Underlying these weaknesses is low societal trust, between citizens and between citizens and the state. This stems from both the legacy of the history that led to the 1994 genocide and Rwanda’s governance since. Many people lack confidence that there has been justice for all the atrocities committed, while human rights violations in the past decades have contributed to a distrust of the state. Rwanda has the fourth lowest reported happiness levels in the world.

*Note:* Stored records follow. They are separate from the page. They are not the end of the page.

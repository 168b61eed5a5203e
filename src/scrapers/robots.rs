//! Minimal robots.txt honoring with a per-domain rule cache.

use std::collections::HashMap;
use std::time::{Duration, Instant};

use parking_lot::Mutex;
use reqwest::Client;
use tracing::debug;
use url::Url;

const CACHE_TTL: Duration = Duration::from_secs(24 * 3600);

/// Parsed rules for one host: `(allow, path-prefix)` pairs from the groups
/// that apply to our user agent. The longest matching prefix wins; at equal
/// length Allow beats Disallow.
#[derive(Debug, Clone, Default)]
struct RobotsRules {
    rules: Vec<(bool, String)>,
}

impl RobotsRules {
    fn parse(body: &str, user_agent: &str) -> Self {
        let ua_token = user_agent
            .split('/')
            .next()
            .unwrap_or(user_agent)
            .to_lowercase();
        let mut rules = Vec::new();
        let mut group_applies = false;
        let mut in_group_header = false;

        for line in body.lines() {
            let line = line.split('#').next().unwrap_or("").trim();
            if line.is_empty() {
                continue;
            }
            let Some((key, value)) = line.split_once(':') else {
                continue;
            };
            let key = key.trim().to_lowercase();
            let value = value.trim();
            match key.as_str() {
                "user-agent" => {
                    let agent = value.to_lowercase();
                    let matches = agent == "*" || ua_token.contains(&agent);
                    if in_group_header {
                        group_applies = group_applies || matches;
                    } else {
                        group_applies = matches;
                    }
                    in_group_header = true;
                }
                "allow" | "disallow" => {
                    in_group_header = false;
                    if group_applies && !value.is_empty() {
                        rules.push((key == "allow", value.to_string()));
                    }
                }
                _ => {
                    in_group_header = false;
                }
            }
        }
        Self { rules }
    }

    fn allows(&self, path: &str) -> bool {
        let mut verdict = true;
        let mut best_len = 0usize;
        for (allow, prefix) in &self.rules {
            if path.starts_with(prefix.as_str()) {
                let len = prefix.len();
                if len > best_len || (len == best_len && *allow) {
                    best_len = len;
                    verdict = *allow;
                }
            }
        }
        verdict
    }
}

/// Fetches and caches robots.txt per domain. Unreachable or unparsable files
/// allow everything — politeness must not take the scraper down.
pub struct RobotsCache {
    client: Client,
    user_agent: String,
    cache: Mutex<HashMap<String, (RobotsRules, Instant)>>,
}

impl RobotsCache {
    pub fn new(client: Client, user_agent: String) -> Self {
        Self {
            client,
            user_agent,
            cache: Mutex::new(HashMap::new()),
        }
    }

    pub async fn allowed(&self, page_url: &str) -> bool {
        let Ok(parsed) = Url::parse(page_url) else {
            return true;
        };
        let Some(host) = parsed.host_str().map(|h| h.to_string()) else {
            return true;
        };

        let cached = {
            let cache = self.cache.lock();
            cache
                .get(&host)
                .filter(|(_, at)| at.elapsed() < CACHE_TTL)
                .map(|(rules, _)| rules.clone())
        };
        let rules = match cached {
            Some(rules) => rules,
            None => {
                let robots_url = format!("{}://{}/robots.txt", parsed.scheme(), host);
                let body = match self.client.get(&robots_url).send().await {
                    Ok(resp) if resp.status().is_success() => resp.text().await.unwrap_or_default(),
                    Ok(resp) => {
                        debug!(%robots_url, status = %resp.status(), "robots.txt not available");
                        String::new()
                    }
                    Err(err) => {
                        debug!(%robots_url, %err, "robots.txt fetch failed");
                        String::new()
                    }
                };
                let rules = RobotsRules::parse(&body, &self.user_agent);
                self.cache
                    .lock()
                    .insert(host, (rules.clone(), Instant::now()));
                rules
            }
        };

        let path = if parsed.path().is_empty() {
            "/"
        } else {
            parsed.path()
        };
        rules.allows(path)
    }
}

#[cfg(test)]
mod tests {
    use super::*;

    const ROBOTS: &str = "
User-agent: *
Disallow: /cart
Disallow: /checkout
Allow: /cart/shared

User-agent: EvilBot
Disallow: /
";

    #[test]
    fn wildcard_group_applies_to_us() {
        let rules = RobotsRules::parse(ROBOTS, "DealBot/1.0");
        assert!(rules.allows("/category/phones"));
        assert!(!rules.allows("/cart"));
        assert!(!rules.allows("/checkout/step1"));
    }

    #[test]
    fn longest_prefix_wins_and_allow_breaks_ties() {
        let rules = RobotsRules::parse(ROBOTS, "DealBot/1.0");
        assert!(rules.allows("/cart/shared/abc"));
    }

    #[test]
    fn foreign_group_is_ignored() {
        let rules = RobotsRules::parse(ROBOTS, "DealBot/1.0");
        // The EvilBot blanket ban does not apply to us.
        assert!(rules.allows("/"));
    }

    #[test]
    fn empty_file_allows_everything() {
        let rules = RobotsRules::parse("", "DealBot/1.0");
        assert!(rules.allows("/anything"));
    }
}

This is compounded by the fact that citizens have little ability to hold their policymakers accountable. While Rwanda scores above the sub-Saharan African average for “control of corruption” and “government effectiveness” in the Worldwide Governance Indicators, it falls well below average for “voice and accountability”. Policies are typically implemented with little input from citizens and often lack sensitivity to the population’s wants and needs. This top-down approach not only means that people may be not satisfied with government policies, but the stifling of dissenting voices also means those policies are less likely to be effective and well-designed.
The lessons of history teach us that Rwanda is highly unlikely to transition to a modern and competitive middle-income country without developing highly capable and genuinely accountable institutions. This is not all that must change, of course. For instance, Rwanda’s development will have to be driven by trade and regional integration, yet instead of forging strong neighbourly links, Kigali has often allegedly been involved in regional insecurity and has increased political tensions with neighbouring states.
Nonetheless, domestic governance reform remains the single most vital aspect of putting Rwanda on the course it desires. The first step in this direction ought to be an intra-Rwandan dialogue between the government, political opposition parties, and civil society organisations in and outside the country.
Why dialogue? The history of Rwanda since independence has been characterised by successive regimes that have stayed in power by any means possible. The repercussions have been massacres and human rights violations, culminating in the 1994 genocide. To prevent history repeating itself, an intra Rwandan dialogue for governance reform is a necessity today. This small opening of discussion and inclusivity would help create an environment that could facilitate stability and the sustainable economic development in Rwanda and Great Lakes region that would be in everyone’s shared interests.